• _TASK TO COMPLETE_: Exactly the lines from the start of the data through the line containing "use std::sync::Arc;" should be output, with both ends kept and nothing added.
BEGIN SUPPLIED MATERIAL
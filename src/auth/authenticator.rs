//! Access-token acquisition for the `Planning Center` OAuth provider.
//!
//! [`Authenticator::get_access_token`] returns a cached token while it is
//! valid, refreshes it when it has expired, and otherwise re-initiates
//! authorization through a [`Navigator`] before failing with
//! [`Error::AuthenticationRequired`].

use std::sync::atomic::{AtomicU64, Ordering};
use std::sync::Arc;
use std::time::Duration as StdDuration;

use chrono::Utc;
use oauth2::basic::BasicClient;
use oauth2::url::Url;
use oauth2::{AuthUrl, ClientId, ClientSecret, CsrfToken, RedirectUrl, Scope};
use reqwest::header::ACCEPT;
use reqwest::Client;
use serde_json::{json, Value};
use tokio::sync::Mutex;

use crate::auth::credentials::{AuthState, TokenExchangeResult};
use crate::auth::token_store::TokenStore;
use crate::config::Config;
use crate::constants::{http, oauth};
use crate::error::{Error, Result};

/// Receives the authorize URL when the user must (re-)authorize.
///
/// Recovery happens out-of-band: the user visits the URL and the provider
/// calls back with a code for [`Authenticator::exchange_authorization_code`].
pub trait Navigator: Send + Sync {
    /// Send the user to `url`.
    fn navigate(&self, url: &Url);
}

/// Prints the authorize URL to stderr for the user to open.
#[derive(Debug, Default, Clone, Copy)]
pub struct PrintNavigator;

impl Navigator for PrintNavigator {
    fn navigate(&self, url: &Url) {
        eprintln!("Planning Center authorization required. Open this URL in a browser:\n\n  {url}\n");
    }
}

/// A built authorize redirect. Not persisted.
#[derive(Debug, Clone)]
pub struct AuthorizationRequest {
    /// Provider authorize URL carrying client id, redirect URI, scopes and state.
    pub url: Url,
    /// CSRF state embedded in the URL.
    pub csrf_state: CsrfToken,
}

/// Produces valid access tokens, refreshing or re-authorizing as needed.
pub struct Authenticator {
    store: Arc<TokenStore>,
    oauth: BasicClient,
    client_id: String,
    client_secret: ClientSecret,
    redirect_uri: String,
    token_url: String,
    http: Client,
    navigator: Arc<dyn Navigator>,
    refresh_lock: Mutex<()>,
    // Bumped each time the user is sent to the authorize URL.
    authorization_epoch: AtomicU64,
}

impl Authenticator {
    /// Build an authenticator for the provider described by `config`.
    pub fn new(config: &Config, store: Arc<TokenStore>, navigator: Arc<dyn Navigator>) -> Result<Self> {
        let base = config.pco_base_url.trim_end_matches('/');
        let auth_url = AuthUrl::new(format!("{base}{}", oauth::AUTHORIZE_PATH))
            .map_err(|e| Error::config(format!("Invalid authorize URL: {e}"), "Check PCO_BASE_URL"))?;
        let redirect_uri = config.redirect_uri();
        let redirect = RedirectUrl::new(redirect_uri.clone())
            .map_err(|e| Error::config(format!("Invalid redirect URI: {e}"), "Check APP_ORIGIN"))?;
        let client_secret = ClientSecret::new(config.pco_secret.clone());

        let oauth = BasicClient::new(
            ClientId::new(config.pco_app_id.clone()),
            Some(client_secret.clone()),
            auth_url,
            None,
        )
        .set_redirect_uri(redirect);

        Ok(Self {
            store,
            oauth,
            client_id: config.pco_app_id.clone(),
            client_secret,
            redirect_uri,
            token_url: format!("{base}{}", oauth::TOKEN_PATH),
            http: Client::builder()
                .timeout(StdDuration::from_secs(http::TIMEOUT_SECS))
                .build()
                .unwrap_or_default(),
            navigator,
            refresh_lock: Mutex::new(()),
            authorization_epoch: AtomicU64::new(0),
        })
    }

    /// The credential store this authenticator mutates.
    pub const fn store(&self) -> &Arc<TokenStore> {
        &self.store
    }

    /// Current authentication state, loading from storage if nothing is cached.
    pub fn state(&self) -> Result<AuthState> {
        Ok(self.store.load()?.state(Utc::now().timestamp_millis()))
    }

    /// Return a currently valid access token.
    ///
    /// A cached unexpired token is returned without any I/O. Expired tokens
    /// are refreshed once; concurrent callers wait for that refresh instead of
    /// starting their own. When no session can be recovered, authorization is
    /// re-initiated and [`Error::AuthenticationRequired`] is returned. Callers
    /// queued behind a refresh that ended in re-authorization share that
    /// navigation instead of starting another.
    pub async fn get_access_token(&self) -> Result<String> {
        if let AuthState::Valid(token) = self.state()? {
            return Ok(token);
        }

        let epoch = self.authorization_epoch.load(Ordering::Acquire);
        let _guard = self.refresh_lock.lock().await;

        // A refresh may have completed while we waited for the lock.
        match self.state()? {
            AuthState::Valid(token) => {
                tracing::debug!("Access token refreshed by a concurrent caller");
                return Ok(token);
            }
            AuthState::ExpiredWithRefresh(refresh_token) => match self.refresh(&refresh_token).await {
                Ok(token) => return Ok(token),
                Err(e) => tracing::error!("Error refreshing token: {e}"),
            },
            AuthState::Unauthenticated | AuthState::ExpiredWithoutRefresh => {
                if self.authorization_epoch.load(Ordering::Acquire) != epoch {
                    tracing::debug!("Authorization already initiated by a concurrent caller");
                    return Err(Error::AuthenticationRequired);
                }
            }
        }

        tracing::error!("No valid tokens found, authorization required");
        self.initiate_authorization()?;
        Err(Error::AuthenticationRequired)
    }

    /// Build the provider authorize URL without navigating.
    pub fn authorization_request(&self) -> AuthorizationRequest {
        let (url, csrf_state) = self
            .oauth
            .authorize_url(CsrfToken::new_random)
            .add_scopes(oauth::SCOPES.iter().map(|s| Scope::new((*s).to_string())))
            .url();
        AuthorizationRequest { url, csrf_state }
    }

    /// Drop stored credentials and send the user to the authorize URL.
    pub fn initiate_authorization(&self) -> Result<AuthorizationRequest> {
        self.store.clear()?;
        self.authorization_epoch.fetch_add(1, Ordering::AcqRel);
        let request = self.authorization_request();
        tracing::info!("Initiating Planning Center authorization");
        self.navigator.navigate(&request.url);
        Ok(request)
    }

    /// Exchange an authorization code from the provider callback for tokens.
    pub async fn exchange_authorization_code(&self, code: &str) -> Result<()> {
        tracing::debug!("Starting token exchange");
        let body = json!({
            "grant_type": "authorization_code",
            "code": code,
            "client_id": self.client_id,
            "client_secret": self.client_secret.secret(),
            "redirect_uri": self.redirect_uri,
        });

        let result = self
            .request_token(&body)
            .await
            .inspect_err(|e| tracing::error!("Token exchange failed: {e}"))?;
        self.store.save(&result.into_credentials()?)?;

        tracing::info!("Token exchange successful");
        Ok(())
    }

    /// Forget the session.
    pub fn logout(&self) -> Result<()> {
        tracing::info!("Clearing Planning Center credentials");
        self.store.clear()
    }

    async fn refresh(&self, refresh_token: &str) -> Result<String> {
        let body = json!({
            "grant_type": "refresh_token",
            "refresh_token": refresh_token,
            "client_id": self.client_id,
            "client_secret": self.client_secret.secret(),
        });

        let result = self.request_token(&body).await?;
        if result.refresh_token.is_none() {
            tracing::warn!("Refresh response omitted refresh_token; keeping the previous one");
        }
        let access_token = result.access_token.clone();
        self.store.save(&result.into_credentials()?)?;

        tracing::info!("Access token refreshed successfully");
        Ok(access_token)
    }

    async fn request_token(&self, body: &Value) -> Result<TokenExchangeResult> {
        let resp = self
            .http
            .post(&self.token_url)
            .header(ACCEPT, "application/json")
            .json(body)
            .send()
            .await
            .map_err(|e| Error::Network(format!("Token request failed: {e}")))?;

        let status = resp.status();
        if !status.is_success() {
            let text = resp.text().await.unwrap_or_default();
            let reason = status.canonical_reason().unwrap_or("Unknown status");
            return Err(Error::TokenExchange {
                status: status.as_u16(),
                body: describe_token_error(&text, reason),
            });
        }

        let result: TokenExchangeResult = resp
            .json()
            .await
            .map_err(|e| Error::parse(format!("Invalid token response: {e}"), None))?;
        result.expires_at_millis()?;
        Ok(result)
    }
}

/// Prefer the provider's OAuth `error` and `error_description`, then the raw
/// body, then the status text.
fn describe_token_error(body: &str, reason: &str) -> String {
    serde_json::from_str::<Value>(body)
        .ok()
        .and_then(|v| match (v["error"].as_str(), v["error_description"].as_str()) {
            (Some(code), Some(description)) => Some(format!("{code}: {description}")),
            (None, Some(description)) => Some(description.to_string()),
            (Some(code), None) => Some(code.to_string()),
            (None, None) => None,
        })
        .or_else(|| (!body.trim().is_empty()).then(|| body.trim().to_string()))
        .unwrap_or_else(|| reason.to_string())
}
END SUPPLIED MATERIAL
• _EXERCISE ANSWER_:
filename src/auth/authenticator.rs
//! Access-token acquisition for the `Planning Center` OAuth provider.
//!
//! [`Authenticator::get_access_token`] returns a cached token while it is
//! valid, refreshes it when it has expired, and otherwise re-initiates
//! authorization through a [`Navigator`] before failing with
//! [`Error::AuthenticationRequired`].

use std::sync::atomic::{AtomicU64, Ordering};
use std::sync::Arc;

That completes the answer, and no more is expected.